Go through the records and report each line in which the word "MouseScrollDelta" occurs.

> [Records]
= = = = =

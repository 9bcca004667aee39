/*
 * Distance Table Module
 *
 * A symmetric N x N table of squared distances between every pair of boids,
 * rebuilt once per frame before any neighbor lookups. Squared distances
 * avoid a square root per pair in the hot loop.
 *
 * Rows are independent, so the table can be filled on the rayon pool.
 * Each entry is computed the same way on either path, which keeps
 * sequential and parallel fills bit-identical.
 */

use rayon::prelude::*;

use crate::vector::Vector2;

#[derive(Clone, Debug, Default)]
pub struct DistanceTable {
    size: usize,
    data: Vec<f64>,
}

impl DistanceTable {
    pub fn new(size: usize) -> Self {
        Self {
            size,
            data: vec![0.0; size * size],
        }
    }

    pub fn len(&self) -> usize {
        self.size
    }

    pub fn is_empty(&self) -> bool {
        self.size == 0
    }

    pub fn resize(&mut self, size: usize) {
        self.size = size;
        self.data.clear();
        self.data.resize(size * size, 0.0);
    }

    #[inline]
    pub fn get(&self, i: usize, j: usize) -> f64 {
        self.data[i * self.size + j]
    }

    pub fn row(&self, i: usize) -> &[f64] {
        &self.data[i * self.size..(i + 1) * self.size]
    }

    // Fill each unordered pair once and mirror it
    pub fn compute(&mut self, positions: &[Vector2]) {
        if positions.len() != self.size {
            self.resize(positions.len());
        }
        let n = self.size;
        for i in 0..n {
            self.data[i * n + i] = 0.0;
            for j in (i + 1)..n {
                let distance = positions[i].distance_2(&positions[j]);
                self.data[i * n + j] = distance;
                self.data[j * n + i] = distance;
            }
        }
    }

    // Fill rows in parallel; every row is computed in full
    pub fn compute_parallel(&mut self, positions: &[Vector2]) {
        if positions.len() != self.size {
            self.resize(positions.len());
        }
        let n = self.size;
        if n == 0 {
            return;
        }
        self.data.par_chunks_mut(n).enumerate().for_each(|(i, row)| {
            for (j, entry) in row.iter_mut().enumerate() {
                // lower index first so both halves use the same operand order
                *entry = if i <= j {
                    positions[i].distance_2(&positions[j])
                } else {
                    positions[j].distance_2(&positions[i])
                };
            }
        });
    }
}

#[cfg(test)]
mod tests {
    use super::*;
    use rand::{Rng, SeedableRng};
    use rand_chacha::ChaCha12Rng;

    fn random_positions(count: usize, seed: u64) -> Vec<Vector2> {
        let mut rng = ChaCha12Rng::seed_from_u64(seed);
        (0..count)
            .map(|_| Vector2::new(rng.gen_range(-300.0..300.0), rng.gen_range(-300.0..300.0)))
            .collect()
    }

    #[test]
    fn table_is_symmetric_with_zero_diagonal() {
        let positions = random_positions(40, 1);
        let mut table = DistanceTable::new(positions.len());
        table.compute(&positions);

        for i in 0..positions.len() {
            assert_eq!(table.get(i, i), 0.0);
            for j in 0..positions.len() {
                assert_eq!(table.get(i, j), table.get(j, i));
                assert_eq!(table.get(i, j), positions[i].distance_2(&positions[j]));
            }
        }
    }

    #[test]
    fn parallel_fill_matches_sequential_fill() {
        let positions = random_positions(97, 2);
        let mut sequential = DistanceTable::new(positions.len());
        let mut parallel = DistanceTable::new(positions.len());
        sequential.compute(&positions);
        parallel.compute_parallel(&positions);

        for i in 0..positions.len() {
            assert_eq!(sequential.row(i), parallel.row(i));
        }
    }

    #[test]
    fn compute_resizes_to_match_positions() {
        let mut table = DistanceTable::new(2);
        table.compute(&[Vector2::ZERO, Vector2::new(3.0, 4.0), Vector2::new(0.0, 1.0)]);
        assert_eq!(table.len(), 3);
        assert_eq!(table.get(0, 1), 25.0);
        assert_eq!(table.get(2, 0), 1.0);

        table.compute_parallel(&[]);
        assert!(table.is_empty());
    }
}
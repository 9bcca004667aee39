/*
 * Input Module
 *
 * This module handles user input events for the flocking simulation.
 *
 * Features:
 * - Panning with mouse drag
 * - Zooming with mouse wheel
 * - Keyboard shortcuts: Space pauses, R resets the flock,
 *   D toggles debug info, C recenters the view
 * - Viewport updates on resize
 */

use nannou::prelude::*;
use nannou::winit::event::{MouseButton, MouseScrollDelta, TouchPhase};
use tracing::info;

use crate::app::Model;

// Mouse moved event handler
pub fn mouse_moved(_app: &App, model: &mut Model, pos: Point2) {
    if model.world.is_dragging {
        model.world.drag(pos);
    }
    model.mouse_position = pos;
}

// Mouse pressed event handler
pub fn mouse_pressed(_app: &App, model: &mut Model, button: MouseButton) {
    // Clicks on the control panel belong to egui
    if button == MouseButton::Left && !model.egui.ctx().is_pointer_over_area() {
        model.world.start_drag(model.mouse_position);
    }
}

// Mouse released event handler
pub fn mouse_released(_app: &App, model: &mut Model, button: MouseButton) {
    if button == MouseButton::Left {
        model.world.end_drag();
    }
}

// Mouse wheel event handler for zooming
pub fn mouse_wheel(_app: &App, model: &mut Model, delta: MouseScrollDelta, _phase: TouchPhase) {
    if model.egui.ctx().is_pointer_over_area() {
        return;
    }
    let scroll = match delta {
        MouseScrollDelta::LineDelta(_, y) => y,
        MouseScrollDelta::PixelDelta(pos) => pos.y as f32 * 0.01,
    };
    model.world.zoom(scroll, model.mouse_position);
}

// Keyboard shortcuts, ignored while egui has keyboard focus
pub fn key_pressed(_app: &App, model: &mut Model, key: Key) {
    if model.egui.ctx().wants_keyboard_input() {
        return;
    }
    match key {
        Key::Space => {
            model.params.pause_simulation = !model.params.pause_simulation;
            info!(paused = model.params.pause_simulation, "simulation pause toggled");
        }
        Key::R => model.reset_flock(),
        Key::D => model.params.show_debug = !model.params.show_debug,
        Key::C => model.world.reset_view(),
        _ => {}
    }
}

// Keep the viewport, and a window-derived bound radius, in sync with the window
pub fn resized(_app: &App, model: &mut Model, size: Vec2) {
    model.world.set(size.x, size.y);
    if model.params.bound_radius.is_none() {
        model.params.window_width = size.x as u32;
        model.params.window_height = size.y as u32;
        let radius = model.params.bound_radius();
        if model.flock.set_bound_radius(radius).is_ok() {
            info!(radius, "bound radius follows window size");
        }
    }
}

// Pass raw window events to egui
pub fn raw_window_event(_app: &App, model: &mut Model, event: &nannou::winit::event::WindowEvent) {
    model.egui.handle_raw_event(event);
}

= = = = =

> [Result of this exercise]
use nannou::winit::event::{MouseButton, MouseScrollDelta, TouchPhase};
pub fn mouse_wheel(_app: &App, model: &mut Model, delta: MouseScrollDelta, _phase: TouchPhase) {
        MouseScrollDelta::LineDelta(_, y) => y,
        MouseScrollDelta::PixelDelta(pos) => pos.y as f32 * 0.01,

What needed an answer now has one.